では、転職において有利な学歴とは何かについて考えてみたい。
中途市場の話をする前に、新卒採用において学歴差別・区別が顕著になっていることを前提としてお伝えしたい。
人事担当者向け情報サービスを展開するHRプロ株式会社が10年6月に発表した「HR戦略資料2010」によると、新卒採用において33%の企業が採用ターゲット校を設定していることが明らかになった。さらに、ターゲット校数は20校以内が82%、10校以内で58%という結果となった。日本には募集停止中も含め788校の大学が存在するが、採用ターゲットとなる学校がこれだけ絞られているという事実に愕然とする。
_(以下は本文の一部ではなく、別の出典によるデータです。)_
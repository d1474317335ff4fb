pub mod document;
pub mod fetcher;
pub mod reader;
pub mod source;
pub mod unified;

pub use document::{KnowledgeDocument, SourceTag, sanitize};
pub use fetcher::{FetchOutcome, KnowledgeBaseFetcher};
pub use reader::{FileReader, StaticHttpReader};
pub use source::{DocumentSource, FetchError};
pub use unified::{UnifiedConfig, UnifiedStorageClient};
pub mod avatar;
pub mod config;
pub mod metrics;
pub mod pipeline;
pub mod routes;
pub mod state;

pub use config::{AppConfig, LogFormat};
pub use pipeline::{Dashboard, build_fetcher};
pub use routes::router;
pub use state::{DashboardState, LoadStatus, Notice, NoticeKind, RefreshError};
前置きが長くなってしまったが、転職における学歴は、一般的には新卒ほど影響しないといわれている。特に30代になるにつれて学歴よりも職歴がモノをいうようになる。
とはいえ、企業側にとって学歴は判断材料の一つとなる。社内に高学歴層が多い大企業では、そういった傾向が強い。
学歴の序列は旧帝大などが頂点となり、次に早慶、そしてMARCHという順番になることも新卒とあまり変わらない。
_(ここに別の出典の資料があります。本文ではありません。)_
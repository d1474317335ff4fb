use ingest::UnifiedConfig;
use serde::{Deserialize, Serialize};
use std::path::PathBuf;
use std::time::Duration;

#[derive(Debug, Clone, Serialize, Deserialize)]
pub struct AppConfig {
    pub bind_addr: String,
    pub remote: UnifiedConfig,
    pub local: LocalConfig,
    pub avatar: AvatarConfig,
    pub advisory_ttl_secs: u64,
    pub log_format: LogFormat,
}

#[derive(Debug, Clone, Serialize, Deserialize)]
pub struct LocalConfig {
    pub path: PathBuf,
    /// Served copy of the document. Takes precedence over `path` when set.
    pub url: Option<String>,
}

#[derive(Debug, Clone, Default, Serialize, Deserialize)]
pub struct AvatarConfig {
    pub agent_id: String,
    pub face_id: String,
}

#[derive(Debug, Clone, Copy, Serialize, Deserialize, PartialEq)]
#[serde(rename_all = "lowercase")]
pub enum LogFormat {
    Text,
    Json,
}

impl Default for AppConfig {
    fn default() -> Self {
        Self {
            bind_addr: "0.0.0.0:3000".to_string(),
            remote: UnifiedConfig::default(),
            local: LocalConfig {
                path: PathBuf::from("public/health_kms.md"),
                url: None,
            },
            avatar: AvatarConfig::default(),
            advisory_ttl_secs: 5,
            log_format: LogFormat::Text,
        }
    }
}

impl AppConfig {
    pub fn from_env() -> anyhow::Result<Self> {
        Self::from_lookup(|key| std::env::var(key).ok())
    }

    /// Build the config from a key lookup; unset or blank keys keep their defaults.
    pub fn from_lookup<F>(lookup: F) -> anyhow::Result<Self>
    where
        F: Fn(&str) -> Option<String>,
    {
        let get = |key: &str| {
            lookup(key)
                .map(|v| v.trim().to_string())
                .filter(|v| !v.is_empty())
        };
        let parse_u64 = |key: &str, default: u64| -> anyhow::Result<u64> {
            match get(key) {
                Some(v) => v
                    .parse()
                    .map_err(|e| anyhow::anyhow!("{key} must be a whole number of seconds: {e}")),
                None => Ok(default),
            }
        };

        let mut config = Self::default();

        if let Some(addr) = get("DASHBOARD_ADDR") {
            config.bind_addr = addr;
        }
        if let Some(base_url) = get("UNIFIED_BASE_URL") {
            config.remote.base_url = base_url;
        }
        config.remote.api_key = get("UNIFIED_API_KEY");
        config.remote.connection_id = get("UNIFIED_CONNECTION_ID");
        if let Some(file_name) = get("KNOWLEDGE_BASE_FILE") {
            config.remote.file_name = file_name;
        }
        config.remote.timeout_secs = parse_u64("REQUEST_TIMEOUT_SECS", config.remote.timeout_secs)?;

        if let Some(path) = get("LOCAL_KNOWLEDGE_BASE_PATH") {
            config.local.path = PathBuf::from(path);
        }
        config.local.url = get("LOCAL_KNOWLEDGE_BASE_URL");

        config.avatar.agent_id = get("VAPI_AGENT_ID").unwrap_or_default();
        config.avatar.face_id = get("SIMLI_FACE_ID").unwrap_or_default();

        config.advisory_ttl_secs = parse_u64("ADVISORY_TTL_SECS", config.advisory_ttl_secs)?;
        config.log_format = match get("LOG_FORMAT").as_deref() {
            None | Some("text") => LogFormat::Text,
            Some("json") => LogFormat::Json,
            Some(other) => anyhow::bail!("LOG_FORMAT must be \"text\" or \"json\", got {other:?}"),
        };

        Ok(config)
    }

    pub fn advisory_ttl(&self) -> Duration {
        Duration::from_secs(self.advisory_ttl_secs)
    }

    pub fn request_timeout(&self) -> Duration {
        Duration::from_secs(self.remote.timeout_secs)
    }
}

#[cfg(test)]
mod tests {
    use super::*;
    use std::collections::HashMap;

    fn lookup(pairs: &[(&str, &str)]) -> impl Fn(&str) -> Option<String> {
        let map: HashMap<String, String> = pairs
            .iter()
            .map(|(k, v)| (k.to_string(), v.to_string()))
            .collect();
        move |key| map.get(key).cloned()
    }

    #[test]
    fn test_defaults() {
        let config = AppConfig::from_lookup(lookup(&[])).unwrap();

        assert_eq!(config.bind_addr, "0.0.0.0:3000");
        assert_eq!(config.remote.file_name, "health_kms.md");
        assert!(config.remote.api_key.is_none());
        assert_eq!(config.local.path, PathBuf::from("public/health_kms.md"));
        assert_eq!(config.advisory_ttl(), Duration::from_secs(5));
        assert_eq!(config.log_format, LogFormat::Text);
    }

    #[test]
    fn test_overrides() {
        let config = AppConfig::from_lookup(lookup(&[
            ("UNIFIED_API_KEY", "jwt-token"),
            ("UNIFIED_CONNECTION_ID", "conn-42"),
            ("LOCAL_KNOWLEDGE_BASE_URL", "http://localhost:8080/health_kms.md"),
            ("ADVISORY_TTL_SECS", "10"),
            ("VAPI_AGENT_ID", "agent-1"),
            ("LOG_FORMAT", "json"),
        ]))
        .unwrap();

        assert_eq!(config.remote.api_key.as_deref(), Some("jwt-token"));
        assert_eq!(config.remote.connection_id.as_deref(), Some("conn-42"));
        assert!(config.local.url.is_some());
        assert_eq!(config.advisory_ttl_secs, 10);
        assert_eq!(config.avatar.agent_id, "agent-1");
        assert_eq!(config.log_format, LogFormat::Json);
    }

    #[test]
    fn test_blank_values_are_unset() {
        let config = AppConfig::from_lookup(lookup(&[("UNIFIED_API_KEY", "   ")])).unwrap();
        assert!(config.remote.api_key.is_none());
    }

    #[test]
    fn test_invalid_numbers_are_rejected() {
        assert!(AppConfig::from_lookup(lookup(&[("REQUEST_TIMEOUT_SECS", "soon")])).is_err());
        assert!(AppConfig::from_lookup(lookup(&[("LOG_FORMAT", "xml")])).is_err());
    }
}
人材紹介会社関係者によると、「金融では現場(リテール・ホールセール)は中堅私大まで、本部(管理部門、トレーダー、投資部門、企画など)は上位校中心、大手メーカーも本体と子会社で学歴ランクは異なる。もっとも、入社した後は実力次第だが」とのことで、転職においても学歴による差があることは公然の秘密になっている。
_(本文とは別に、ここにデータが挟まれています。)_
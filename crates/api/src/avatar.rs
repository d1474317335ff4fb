use serde::Serialize;

use crate::config::AvatarConfig;

/// Video avatar panel. The avatar itself is an embedded third-party component; all we
/// track is which agent/face it runs and whether the placeholder face is showing.
#[derive(Debug, Clone, Serialize, PartialEq, Eq)]
pub struct AvatarPanel {
    pub agent_id: String,
    pub face_id: String,
    pub show_placeholder: bool,
}

impl AvatarPanel {
    pub fn new(config: &AvatarConfig) -> Self {
        Self {
            agent_id: config.agent_id.clone(),
            face_id: config.face_id.clone(),
            show_placeholder: false,
        }
    }

    pub fn on_start(&mut self) {
        self.show_placeholder = false;
    }

    pub fn on_close(&mut self) {
        self.show_placeholder = true;
    }
}
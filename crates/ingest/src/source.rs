use async_trait::async_trait;
use std::path::PathBuf;

#[derive(Debug, thiserror::Error)]
pub enum FetchError {
    #[error("knowledge base source is not configured: {0}")]
    NotConfigured(String),
    #[error("request to {url} failed: {source}")]
    Http {
        url: String,
        #[source]
        source: reqwest::Error,
    },
    #[error("{url} returned status {status}")]
    Status {
        url: String,
        status: reqwest::StatusCode,
    },
    #[error("no file matching {0:?} in the knowledge base")]
    NotFound(String),
    #[error("file {0} has no downloadable content")]
    NoContent(String),
    #[error("failed to read {}: {source}", path.display())]
    Io {
        path: PathBuf,
        #[source]
        source: std::io::Error,
    },
    #[error("document from {0} is empty")]
    Empty(String),
}

/// Anything that can hand back the raw text of the knowledge base document.
#[async_trait]
pub trait DocumentSource: Send + Sync {
    /// Short description used in logs and error messages.
    fn describe(&self) -> String;

    async fn fetch_raw(&self) -> Result<String, FetchError>;
}
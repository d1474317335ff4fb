use async_trait::async_trait;
use serde::{Deserialize, Serialize};
use std::time::Duration;

use crate::source::{DocumentSource, FetchError};

#[derive(Debug, Clone, Serialize, Deserialize)]
pub struct UnifiedConfig {
    pub base_url: String,
    pub connection_id: Option<String>,
    pub api_key: Option<String>,
    pub file_name: String,
    pub timeout_secs: u64,
}

impl Default for UnifiedConfig {
    fn default() -> Self {
        Self {
            base_url: "https://api.unified.to".to_string(),
            connection_id: None,
            api_key: None,
            file_name: "health_kms.md".to_string(),
            timeout_secs: 30,
        }
    }
}

/// Client for the Unified storage API, used as the remote knowledge base.
#[derive(Clone)]
pub struct UnifiedStorageClient {
    base_url: String,
    connection_id: String,
    api_key: String,
    file_name: String,
    client: reqwest::Client,
}

#[derive(Debug, Clone, Deserialize)]
struct StorageFile {
    id: String,
    #[serde(default)]
    name: Option<String>,
    #[serde(default)]
    download_url: Option<String>,
}

fn required(value: Option<String>, what: &str) -> Result<String, FetchError> {
    value
        .map(|v| v.trim().to_string())
        .filter(|v| !v.is_empty())
        .ok_or_else(|| FetchError::NotConfigured(format!("{what} is not set")))
}

impl UnifiedStorageClient {
    /// Fails with [`FetchError::NotConfigured`] when the API key or connection id is missing.
    pub fn new(config: UnifiedConfig) -> Result<Self, FetchError> {
        let api_key = required(config.api_key, "Unified API key")?;
        let connection_id = required(config.connection_id, "Unified connection id")?;

        let client = reqwest::Client::builder()
            .timeout(Duration::from_secs(config.timeout_secs))
            .build()
            .map_err(|source| FetchError::Http {
                url: config.base_url.clone(),
                source,
            })?;

        Ok(Self {
            base_url: config.base_url.trim_end_matches('/').to_string(),
            connection_id,
            api_key,
            file_name: config.file_name,
            client,
        })
    }

    async fn send(
        url: &str,
        request: reqwest::RequestBuilder,
    ) -> Result<reqwest::Response, FetchError> {
        let response = request.send().await.map_err(|source| FetchError::Http {
            url: url.to_string(),
            source,
        })?;

        if !response.status().is_success() {
            return Err(FetchError::Status {
                url: url.to_string(),
                status: response.status(),
            });
        }

        Ok(response)
    }

    async fn list_files(&self) -> Result<Vec<StorageFile>, FetchError> {
        let url = format!("{}/storage/{}/file", self.base_url, self.connection_id);
        let request = self
            .client
            .get(&url)
            .bearer_auth(&self.api_key)
            .query(&[("query", self.file_name.as_str())]);

        Self::send(&url, request)
            .await?
            .json()
            .await
            .map_err(|source| FetchError::Http { url, source })
    }

    async fn get_file(&self, file_id: &str) -> Result<StorageFile, FetchError> {
        let url = format!(
            "{}/storage/{}/file/{}",
            self.base_url, self.connection_id, file_id
        );
        let request = self.client.get(&url).bearer_auth(&self.api_key);

        Self::send(&url, request)
            .await?
            .json()
            .await
            .map_err(|source| FetchError::Http { url, source })
    }

    /// List files matching the configured name, take the first and download its content.
    pub async fn fetch_document(&self) -> Result<String, FetchError> {
        let files = self.list_files().await?;
        let first = files
            .into_iter()
            .next()
            .ok_or_else(|| FetchError::NotFound(self.file_name.clone()))?;

        tracing::debug!(
            file_id = %first.id,
            name = first.name.as_deref().unwrap_or(""),
            "Found knowledge base file"
        );

        let file = self.get_file(&first.id).await?;
        let download_url = file
            .download_url
            .filter(|u| !u.is_empty())
            .ok_or_else(|| FetchError::NoContent(file.id.clone()))?;

        // Download links are pre-signed, so the bearer token stays with the API host.
        let request = self.client.get(&download_url);
        Self::send(&download_url, request)
            .await?
            .text()
            .await
            .map_err(|source| FetchError::Http {
                url: download_url,
                source,
            })
    }
}

#[async_trait]
impl DocumentSource for UnifiedStorageClient {
    fn describe(&self) -> String {
        format!("unified connection {}", self.connection_id)
    }

    async fn fetch_raw(&self) -> Result<String, FetchError> {
        self.fetch_document().await
    }
}

#[cfg(test)]
mod tests {
    use super::*;
    use wiremock::matchers::{header, method, path, query_param};
    use wiremock::{Mock, MockServer, ResponseTemplate};

    fn test_config(base_url: &str) -> UnifiedConfig {
        UnifiedConfig {
            base_url: base_url.to_string(),
            connection_id: Some("conn-1".to_string()),
            api_key: Some("test-key".to_string()),
            ..UnifiedConfig::default()
        }
    }

    #[test]
    fn test_missing_api_key_is_construction_error() {
        let config = UnifiedConfig {
            connection_id: Some("conn-1".to_string()),
            ..UnifiedConfig::default()
        };

        let err = UnifiedStorageClient::new(config).err().unwrap();
        assert!(matches!(err, FetchError::NotConfigured(_)));
    }

    #[test]
    fn test_blank_connection_id_is_construction_error() {
        let config = UnifiedConfig {
            api_key: Some("key".to_string()),
            connection_id: Some("   ".to_string()),
            ..UnifiedConfig::default()
        };

        assert!(UnifiedStorageClient::new(config).is_err());
    }

    #[tokio::test]
    async fn test_fetch_document_follows_first_match() {
        let server = MockServer::start().await;

        Mock::given(method("GET"))
            .and(path("/storage/conn-1/file"))
            .and(query_param("query", "health_kms.md"))
            .and(header("authorization", "Bearer test-key"))
            .respond_with(ResponseTemplate::new(200).set_body_json(serde_json::json!([
                {"id": "file-1", "name": "health_kms.md"},
                {"id": "file-2", "name": "health_kms.md.bak"}
            ])))
            .mount(&server)
            .await;

        Mock::given(method("GET"))
            .and(path("/storage/conn-1/file/file-1"))
            .respond_with(ResponseTemplate::new(200).set_body_json(serde_json::json!({
                "id": "file-1",
                "download_url": format!("{}/download/file-1", server.uri())
            })))
            .mount(&server)
            .await;

        Mock::given(method("GET"))
            .and(path("/download/file-1"))
            .respond_with(ResponseTemplate::new(200).set_body_string("## Medications\n"))
            .mount(&server)
            .await;

        let client = UnifiedStorageClient::new(test_config(&server.uri())).unwrap();
        let text = client.fetch_raw().await.unwrap();

        assert_eq!(text, "## Medications\n");
    }

    #[tokio::test]
    async fn test_no_matching_file() {
        let server = MockServer::start().await;
        Mock::given(method("GET"))
            .and(path("/storage/conn-1/file"))
            .respond_with(ResponseTemplate::new(200).set_body_json(serde_json::json!([])))
            .mount(&server)
            .await;

        let client = UnifiedStorageClient::new(test_config(&server.uri())).unwrap();
        let err = client.fetch_raw().await.unwrap_err();

        assert!(matches!(err, FetchError::NotFound(name) if name == "health_kms.md"));
    }

    #[tokio::test]
    async fn test_unauthorized_is_failure() {
        let server = MockServer::start().await;
        Mock::given(method("GET"))
            .respond_with(ResponseTemplate::new(401))
            .mount(&server)
            .await;

        let client = UnifiedStorageClient::new(test_config(&server.uri())).unwrap();
        let err = client.fetch_raw().await.unwrap_err();

        assert!(matches!(err, FetchError::Status { .. }));
    }

    #[tokio::test]
    async fn test_file_without_download_url() {
        let server = MockServer::start().await;
        Mock::given(method("GET"))
            .and(path("/storage/conn-1/file"))
            .respond_with(
                ResponseTemplate::new(200).set_body_json(serde_json::json!([{"id": "file-9"}])),
            )
            .mount(&server)
            .await;
        Mock::given(method("GET"))
            .and(path("/storage/conn-1/file/file-9"))
            .respond_with(
                ResponseTemplate::new(200).set_body_json(serde_json::json!({"id": "file-9"})),
            )
            .mount(&server)
            .await;

        let client = UnifiedStorageClient::new(test_config(&server.uri())).unwrap();
        let err = client.fetch_raw().await.unwrap_err();

        assert!(matches!(err, FetchError::NoContent(id) if id == "file-9"));
    }
}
その中でも最近、人気が高いのは理系学部出身者である。特に国公立理系学部の出身者は、旧帝大クラスでなくても注目を集めている。
職歴においても、同じ傾向がある。現在の回復基調を牽引しているのは、エンジニアなどの技術系職種への求人である。
化学業界では、電池系のエンジニアのニーズがここ数年で急速に高まっている。環境対応を進める自動車関連企業が、太陽電池、燃料電池などの技術を持つエンジニアの採用を積極的に行っているからだ。
また、電気・機械業界でもエンジニアが不足している。この分野では現在、海外進出が加速しており、原子力を中心とした発電プラントなど幅広い分野のプラント関連業界で採用が続いているという。
現在、求人が最も活発化している業界の一つがIT系企業だ。
最近、IT系企業の人事担当者に会うたびに、「優秀なエンジニアが採れない」という声をよく聞く。特にWEB系のエンジニアの経験者、優秀層は壮絶な争奪戦となっている。特にSNS(ソーシャルネットワーキングサービス)やモバイル向けサービス企業で顕著である。WEBエンジニア、WEBプロデューサー/ディレクター/デザイナーなどの採用が盛り上がりを見せている。
iPadやiPhone向けのアプリ、携帯向けゲームの開発が盛んになっていることが採用を加速させている。背景には、ネット業界の収益構造の変化があげられる。広告収益だけではなく、ユーザー課金によって収益を上げる構造にシフトしていることがポイントである。特にアプリ開発の基礎技術となるLAMP(Linux、Apache、MySQL、PHP、Perl)に熟達したエンジニアへの需要が高い。
人材紹介会社関係者によると、ネット系企業の経験者だけでなく、SIerでWEBシステムの開発経験がある人、さらには独学での実務未経験者まで採用しているという。